What you should do: Look through the data below, and copy each line that carries the word "UnknownToken".

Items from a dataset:
[Start of Attachment]
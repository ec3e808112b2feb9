//! Position allocator for ordered collections.
//!
//! DESIGN
//! ======
//! Cards within a list and lists within a board share one invariant: after
//! every mutation, positions equal array indices (`0..len`). Every operation
//! here ends with a full renumber, so callers never patch positions by hand.
//!
//! Moves are rank-by-value inserts. The moved item is removed and the
//! remaining items are re-stamped first; the item then goes before the first
//! item whose position is at least the (clamped) target. In a dense
//! collection that lands it at index `target`, regardless of which direction
//! it travelled or how stale its own position value was.

use frames::{Card, List};
use uuid::Uuid;

/// An item with an id and a zero-based rank.
pub trait Positioned {
    fn id(&self) -> Uuid;
    fn position(&self) -> i64;
    fn set_position(&mut self, position: i64);
}

impl Positioned for Card {
    fn id(&self) -> Uuid {
        self.id
    }

    fn position(&self) -> i64 {
        self.position
    }

    fn set_position(&mut self, position: i64) {
        self.position = position;
    }
}

impl Positioned for List {
    fn id(&self) -> Uuid {
        self.id
    }

    fn position(&self) -> i64 {
        self.position
    }

    fn set_position(&mut self, position: i64) {
        self.position = position;
    }
}

// =============================================================================
// PRIMITIVES
// =============================================================================

fn as_position(index: usize) -> i64 {
    i64::try_from(index).unwrap_or(i64::MAX)
}

/// Clamp a requested position into `0..=len`.
#[must_use]
pub fn clamp_target(len: usize, target: i64) -> i64 {
    target.clamp(0, as_position(len))
}

/// Index before the first item whose position is `>= target`; `len` if none.
#[must_use]
pub fn insertion_index<T: Positioned>(items: &[T], target: i64) -> usize {
    items
        .iter()
        .position(|item| item.position() >= target)
        .unwrap_or(items.len())
}

/// Re-stamp every item with its array index.
pub fn renumber<T: Positioned>(items: &mut [T]) {
    for (index, item) in items.iter_mut().enumerate() {
        item.set_position(as_position(index));
    }
}

/// Sort by position (stable for ties) and renumber. Used on snapshot load,
/// where the data service may hand back gaps or duplicates.
pub fn normalize<T: Positioned>(items: &mut [T]) {
    items.sort_by_key(|item| item.position());
    renumber(items);
}

// =============================================================================
// OPERATIONS
// =============================================================================

/// Insert `item` at rank `target` and renumber. Returns the landing index.
pub fn insert_ranked<T: Positioned>(items: &mut Vec<T>, item: T, target: i64) -> usize {
    renumber(items);
    let index = insertion_index(items, clamp_target(items.len(), target));
    items.insert(index, item);
    renumber(items);
    index
}

/// Remove the item with `id` and renumber the rest.
/// Returns the index it occupied and the item.
pub fn remove<T: Positioned>(items: &mut Vec<T>, id: Uuid) -> Option<(usize, T)> {
    let index = items.iter().position(|item| item.id() == id)?;
    let item = items.remove(index);
    renumber(items);
    Some((index, item))
}

/// Move an item within one collection. Returns the landing index, or `None`
/// if `id` is not present.
pub fn move_within<T: Positioned>(items: &mut Vec<T>, id: Uuid, target: i64) -> Option<usize> {
    let (_, item) = remove(items, id)?;
    Some(insert_ranked(items, item, target))
}

/// Move an item from `source` into `target_items`. Both collections end
/// dense. Returns the landing index, or `None` if `id` is not in `source`.
pub fn move_between<T: Positioned>(
    source: &mut Vec<T>,
    target_items: &mut Vec<T>,
    id: Uuid,
    target: i64,
) -> Option<usize> {
    let (_, item) = remove(source, id)?;
    Some(insert_ranked(target_items, item, target))
}

/// True when positions are exactly `0..len` in array order.
#[must_use]
pub fn is_dense<T: Positioned>(items: &[T]) -> bool {
    items
        .iter()
        .enumerate()
        .all(|(index, item)| item.position() == as_position(index))
}

#[cfg(test)]
#[path = "position_test.rs"]
mod tests;
impl BoardStore {
    /// Take ownership of a freshly loaded snapshot, normalizing positions.
    #[must_use]
    pub fn new(mut snapshot: BoardSnapshot) -> Self {
        normalize_snapshot(&mut snapshot);
        Self { snapshot, pending: PendingLog::new(), stale: false }
    }

    #[must_use]
    pub fn snapshot(&self) -> &BoardSnapshot {
        &self.snapshot
    }

    #[must_use]
    pub fn board_id(&self) -> Uuid {
        self.snapshot.board.id
    }

    #[must_use]
    pub fn pending(&self) -> &PendingLog {
        &self.pending
    }

    /// True once an event referenced state this store never saw.
    #[must_use]
    pub fn is_stale(&self) -> bool {
        self.stale
    }

    /// Flag the snapshot as behind the server, e.g. after an event was lost.
    pub fn mark_stale(&mut self) {
        self.stale = true;
    }

    /// Swap in a refetched snapshot. Pending operations are dropped: the
    /// server copy already reflects whichever of them succeeded.
    pub fn replace_snapshot(&mut self, mut snapshot: BoardSnapshot) {
        normalize_snapshot(&mut snapshot);
        self.snapshot = snapshot;
        self.pending.clear();
        self.stale = false;
    }

    // =========================================================================
    // LOCAL MUTATIONS
    // =========================================================================

    /// # Errors
    ///
    /// [`StoreError::CardNotFound`] or [`StoreError::ListNotFound`].
    pub fn move_card(&mut self, card_id: Uuid, to_list_id: Uuid, position: i64) -> Result<OpToken, StoreError> {
        let (list_id, position) = self.place_card(card_id, to_list_id, position)?;
        Ok(self.pending.push(Inverse::MoveCard { card_id, list_id, position }))
    }

    /// # Errors
    ///
    /// [`StoreError::ListNotFound`].
    pub fn move_list(&mut self, list_id: Uuid, position: i64) -> Result<OpToken, StoreError> {
        let position = self.place_list(list_id, position)?;
        Ok(self.pending.push(Inverse::MoveList { list_id, position }))
    }

    pub fn rename_board(&mut self, name: impl Into<String>) -> OpToken {
        let name = std::mem::replace(&mut self.snapshot.board.name, name.into());
        self.pending.push(Inverse::RenameBoard { name })
    }

    /// # Errors
    ///
    /// [`StoreError::ListNotFound`].
    pub fn rename_list(&mut self, list_id: Uuid, name: impl Into<String>) -> Result<OpToken, StoreError> {
        let name = self.set_list_name(list_id, name.into())?;
        Ok(self.pending.push(Inverse::RenameList { list_id, name }))
    }

    /// Replace a card's content (title, description, due date). Placement
    /// is unchanged; use [`Self::move_card`] for that.
    ///
    /// # Errors
    ///
    /// [`StoreError::CardNotFound`].
    pub fn update_card(&mut self, card: &Card) -> Result<OpToken, StoreError> {
        let previous = self.replace_card_content(card)?;
        Ok(self.pending.push(Inverse::RestoreCard(previous)))
    }

    /// Insert a client-created card at its `position` within `card.list_id`.
    ///
    /// # Errors
    ///
    /// [`StoreError::Duplicate`] or [`StoreError::ListNotFound`].
    pub fn add_card(&mut self, card: Card) -> Result<OpToken, StoreError> {
        if self.snapshot.find_card(card.id).is_some() {
            return Err(StoreError::Duplicate(card.id));
        }
        let card_id = card.id;
        self.insert_card(card)?;
        Ok(self.pending.push(Inverse::RemoveCard { card_id }))
    }

    /// # Errors
    ///
    /// [`StoreError::Duplicate`].
    pub fn add_list(&mut self, list: List) -> Result<OpToken, StoreError> {
        if self.list_index(list.id).is_some() {
            return Err(StoreError::Duplicate(list.id));
        }
        let list_id = list.id;
        self.insert_list(list);
        Ok(self.pending.push(Inverse::RemoveList { list_id }))
    }

    /// # Errors
    ///
    /// [`StoreError::CardNotFound`].
    pub fn delete_card(&mut self, card_id: Uuid) -> Result<OpToken, StoreError> {
        let removed = self.remove_card(card_id)?;
        Ok(self.pending.push(Inverse::InsertCard(removed)))
    }

    // =========================================================================
    // CONFIRM / ROLLBACK
    // =========================================================================

    /// The CRUD request for `token` succeeded. Returns whether it was pending.
    pub fn confirm(&mut self, token: OpToken) -> bool {
        self.pending.take(token).is_some()
    }

    /// The CRUD request for `token` failed: apply its inverse to the current
    /// state. If a later event removed what the inverse needs, the store is
    /// marked stale.
    ///
    /// # Errors
    ///
    /// [`StoreError::UnknownToken`] if nothing is pending under `token`, or
    /// the lookup error that prevented the inverse from applying.
    pub fn rollback(&mut self, token: OpToken) -> Result<(), StoreError> {
        let op = self.pending.take(token).ok_or(StoreError::UnknownToken(token))?;
        let result = match op.inverse {
            Inverse::MoveCard { card_id, list_id, position } => self.place_card(card_id, list_id, position).map(drop),
            Inverse::MoveList { list_id, position } => self.place_list(list_id, position).map(drop),
            Inverse::RenameBoard { name } => {
                self.snapshot.board.name = name;
                Ok(())
            }
            Inverse::RenameList { list_id, name } => self.set_list_name(list_id, name).map(drop),
            Inverse::RestoreCard(card) => self.replace_card_content(&card).map(drop),
            Inverse::RemoveCard { card_id } => self.remove_card(card_id).map(drop),
            Inverse::RemoveList { list_id } => self.remove_list(list_id).map(drop),
            Inverse::InsertCard(card) => {
                if self.snapshot.find_card(card.id).is_some() {
                    Ok(())
                } else {
                    self.insert_card(card)
                }
            }
        };

        if let Err(e) = &result {
            warn!(%token, error = %e, "store: rollback could not apply; marking stale");
            self.stale = true;
        }
        result
    }

    // =========================================================================
    // INBOUND EVENTS
    // =========================================================================

    /// Reconcile one inbound domain event.
    pub fn apply_event(&mut self, event: &DomainEvent) -> Applied {
        if event.board_id != self.snapshot.board.id {
            return Applied::OtherBoard;
        }

        let result = match &event.payload {
            EventPayload::BoardUpdated(board) => Ok(self.apply_board(board)),
            EventPayload::CardCreated(card) => self.upsert_card(card.clone()).map(|()| Applied::Changed),
            EventPayload::CardUpdated(card) => self.replace_card_content(card).map(|_| Applied::Changed),
            EventPayload::CardMoved(mv) => self
                .place_card(mv.card_id, mv.to_list_id, mv.position)
                .map(|_| Applied::Changed),
            EventPayload::CardDeleted(entity) => match self.remove_card(entity.id) {
                Ok(_) => Ok(Applied::Changed),
                Err(StoreError::CardNotFound(_)) => Ok(Applied::Unchanged),
                Err(e) => Err(e),
            },
            EventPayload::ListCreated(list) => {
                self.upsert_list(list.clone());
                Ok(Applied::Changed)
            }
            EventPayload::ListUpdated(list) => self.set_list_name(list.id, list.name.clone()).map(|_| Applied::Changed),
            EventPayload::ListMoved(mv) => self.place_list(mv.list_id, mv.position).map(|_| Applied::Changed),
            EventPayload::MemberJoined(change) => {
                self.upsert_member(change.user_id, change.role);
                Ok(Applied::Changed)
            }
            EventPayload::MemberLeft(change) => {
                self.snapshot.members.retain(|m| m.user_id != change.user_id);
                Ok(Applied::Changed)
            }
        };

        match result {
            Ok(applied) => {
                debug!(board_id = %event.board_id, kind = %event.kind(), ?applied, "store: event applied");
                applied
            }
            Err(e) => {
                warn!(board_id = %event.board_id, kind = %event.kind(), error = %e, "store: event target unknown; marking stale");
                self.stale = true;
                Applied::UnknownTarget
            }
        }
    }

    // =========================================================================
    // PLACEMENT HELPERS
    // =========================================================================

    fn list_index(&self, list_id: Uuid) -> Option<usize> {
        self.snapshot.lists.iter().position(|l| l.id == list_id)
    }

    /// Move a card; returns the `(list_id, position)` it left.
    fn place_card(&mut self, card_id: Uuid, to_list_id: Uuid, position: i64) -> Result<(Uuid, i64), StoreError> {
        let (from, card_index) = self.snapshot.find_card(card_id).ok_or(StoreError::CardNotFound(card_id))?;
        let to = self.list_index(to_list_id).ok_or(StoreError::ListNotFound(to_list_id))?;

        let lists = &mut self.snapshot.lists;
        let origin = (lists[from].id, lists[from].cards[card_index].position);

        if from == to {
            position::move_within(&mut lists[from].cards, card_id, position);
        } else {
            let (_, mut card) =
                position::remove(&mut lists[from].cards, card_id).ok_or(StoreError::CardNotFound(card_id))?;
            card.list_id = to_list_id;
            position::insert_ranked(&mut lists[to].cards, card, position);
        }
        Ok(origin)
    }

    /// Move a list; returns the position it left.
    fn place_list(&mut self, list_id: Uuid, position: i64) -> Result<i64, StoreError> {
        let index = self.list_index(list_id).ok_or(StoreError::ListNotFound(list_id))?;
        let origin = self.snapshot.lists[index].position;
        position::move_within(&mut self.snapshot.lists, list_id, position);
        Ok(origin)
    }

    fn set_list_name(&mut self, list_id: Uuid, name: String) -> Result<String, StoreError> {
        let list = self
            .snapshot
            .lists
            .iter_mut()
            .find(|l| l.id == list_id)
            .ok_or(StoreError::ListNotFound(list_id))?;
        Ok(std::mem::replace(&mut list.name, name))
    }

    /// Overwrite content fields; returns the card as it was.
    fn replace_card_content(&mut self, card: &Card) -> Result<Card, StoreError> {
        let (li, ci) = self.snapshot.find_card(card.id).ok_or(StoreError::CardNotFound(card.id))?;
        let current = &mut self.snapshot.lists[li].cards[ci];
        let previous = current.clone();
        current.title.clone_from(&card.title);
        current.description.clone_from(&card.description);
        current.due_date.clone_from(&card.due_date);
        Ok(previous)
    }

    fn insert_card(&mut self, card: Card) -> Result<(), StoreError> {
        let index = self.list_index(card.list_id).ok_or(StoreError::ListNotFound(card.list_id))?;
        let target = card.position;
        position::insert_ranked(&mut self.snapshot.lists[index].cards, card, target);
        Ok(())
    }

    fn insert_list(&mut self, mut list: List) {
        for card in &mut list.cards {
            card.list_id = list.id;
        }
        position::normalize(&mut list.cards);
        let target = list.position;
        position::insert_ranked(&mut self.snapshot.lists, list, target);
    }

    /// Created events double as echoes of our own adds: an id we already
    /// hold only refreshes content.
    fn upsert_card(&mut self, card: Card) -> Result<(), StoreError> {
        if self.snapshot.find_card(card.id).is_some() {
            return self.replace_card_content(&card).map(drop);
        }
        self.insert_card(card)
    }

    fn upsert_list(&mut self, list: List) {
        if let Some(existing) = self.snapshot.lists.iter_mut().find(|l| l.id == list.id) {
            existing.name = list.name;
        } else {
            self.insert_list(list);
        }
    }

    fn remove_card(&mut self, card_id: Uuid) -> Result<Card, StoreError> {
        let (li, _) = self.snapshot.find_card(card_id).ok_or(StoreError::CardNotFound(card_id))?;
        position::remove(&mut self.snapshot.lists[li].cards, card_id)
            .map(|(_, card)| card)
            .ok_or(StoreError::CardNotFound(card_id))
    }

    fn remove_list(&mut self, list_id: Uuid) -> Result<List, StoreError> {
        position::remove(&mut self.snapshot.lists, list_id)
            .map(|(_, list)| list)
            .ok_or(StoreError::ListNotFound(list_id))
    }

    fn apply_board(&mut self, board: &Board) -> Applied {
        if board.id != self.snapshot.board.id {
            return Applied::Unchanged;
        }
        self.snapshot.board = board.clone();
        Applied::Changed
    }

    fn upsert_member(&mut self, user_id: Uuid, role: Option<Role>) {
        match self.snapshot.members.iter_mut().find(|m| m.user_id == user_id) {
            Some(member) => {
                if let Some(role) = role {
                    member.role = role;
                }
            }
            None => self.snapshot.members.push(Member { user_id, role: role.unwrap_or(Role::Viewer) }),
        }
    }
}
[End of Attachment]
Solution to this task:
    /// [`StoreError::UnknownToken`] if nothing is pending under `token`, or
        let op = self.pending.take(token).ok_or(StoreError::UnknownToken(token))?;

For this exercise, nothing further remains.